- Records shown:
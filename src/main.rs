//! direct-upload 服务端程序。
//!
//! 通过认证的客户端以断点续传方式向各自的存储上传文件：
//! `HEAD /{file}` 查询已接收字节数，`PUT /{file}` 追加，
//! `POST /{file}` 关闭上传。`user` 子命令管理保护这些路由的
//! 用户凭据。

mod atomic;
mod auth;
mod background;
mod cli;
mod config;
mod error;
mod fs_repository;
mod http;
mod kv_repository;
mod locking;
mod logging;
mod manager;
mod repository;
mod storage;
mod tls;
mod upload;
mod user;
mod version;

use axum_server::Handle;
use clap::Parser;
use shadow_rs::shadow;
use std::net::SocketAddr;
use std::process::ExitCode;
use std::sync::Arc;
use std::time::Duration;
use tokio::signal;
use tracing::{error, info};

use crate::background::spawn_background_tasks;
use crate::config::{Cli, Command, GlobalArgs, ServerArgs};
use crate::manager::CredentialManager;
use crate::repository::open_repository;
use crate::storage::FileStore;

shadow!(build);

#[tokio::main]
async fn main() -> ExitCode {
    let cli_args = Cli::parse();
    logging::init_logging(cli_args.global.verbose);

    match cli_args.command {
        Command::About => {
            println!("{}", version::about_text());
            ExitCode::SUCCESS
        }
        Command::Server(args) => match serve(&cli_args.global, args).await {
            Ok(()) => ExitCode::SUCCESS,
            Err(err) => {
                error!(error = %err, "server stopped");
                ExitCode::FAILURE
            }
        },
        Command::User(command) => {
            let (manager, _) = match build_manager(&cli_args.global) {
                Ok(parts) => parts,
                Err(err) => {
                    error!(error = %err, "cannot open credential store");
                    return ExitCode::FAILURE;
                }
            };
            match cli::run_user_command(&manager, command).await {
                Ok(output) => {
                    println!("{output}");
                    ExitCode::SUCCESS
                }
                Err(err) => {
                    error!(error = %err, "user command failed");
                    ExitCode::FAILURE
                }
            }
        }
    }
}

fn build_manager(
    global: &GlobalArgs,
) -> Result<(Arc<CredentialManager>, Arc<FileStore>), repository::RepositoryError> {
    let storage = Arc::new(FileStore::new(global.files.clone()));
    let repository = open_repository(global.backend, &global.files, &global.db)?;
    let manager = Arc::new(CredentialManager::new(
        repository,
        storage.clone(),
        global.hash_cost,
    ));
    Ok((manager, storage))
}

/// 启动 HTTP(S) 服务并阻塞直到关闭。
async fn serve(global: &GlobalArgs, args: ServerArgs) -> Result<(), std::io::Error> {
    let (manager, storage) = build_manager(global).map_err(std::io::Error::other)?;
    storage.ensure_root().await?;
    info!(root = ?storage.root_path(), backend = ?global.backend, "storage ready");

    let addr: SocketAddr = args
        .address
        .parse()
        .map_err(|err| std::io::Error::new(std::io::ErrorKind::InvalidInput, format!("{err}")))?;
    let tls_config = tls::build_rustls_config(&args, addr.ip()).await?;
    let app = http::build_router(manager, storage.clone());
    let handle = Handle::new();

    spawn_background_tasks(storage);
    let service = app.into_make_service_with_connect_info::<SocketAddr>();
    let server = async {
        match tls_config {
            Some(tls_config) => {
                info!("🔒 Starting HTTPS server at {}", addr);
                axum_server::bind_rustls(addr, tls_config)
                    .handle(handle.clone())
                    .serve(service)
                    .await
            }
            None => {
                info!("🚀 Starting HTTP server at {}", addr);
                axum_server::bind(addr)
                    .handle(handle.clone())
                    .serve(service)
                    .await
            }
        }
    };

    tokio::select! {
        result = server => result?,
        _ = shutdown_signal(handle.clone()) => {}
    }

    Ok(())
}

async fn shutdown_signal(handle: Handle) {
    let ctrl_c = async {
        signal::ctrl_c()
            .await
            .expect("failed to install Ctrl+C handler");
    };

    #[cfg(unix)]
    let terminate = async {
        signal::unix::signal(signal::unix::SignalKind::terminate())
            .expect("failed to install signal handler")
            .recv()
            .await;
    };

    #[cfg(not(unix))]
    let terminate = std::future::pending::<()>();

    tokio::select! {
        _ = ctrl_c => {},
        _ = terminate => {},
    }

    info!("Received termination signal shutting down");
    handle.graceful_shutdown(Some(Duration::from_secs(10)));
}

- Exercise brief: State the number of lines in the records that include the string "storage", without any other words.

- Exercise result: 10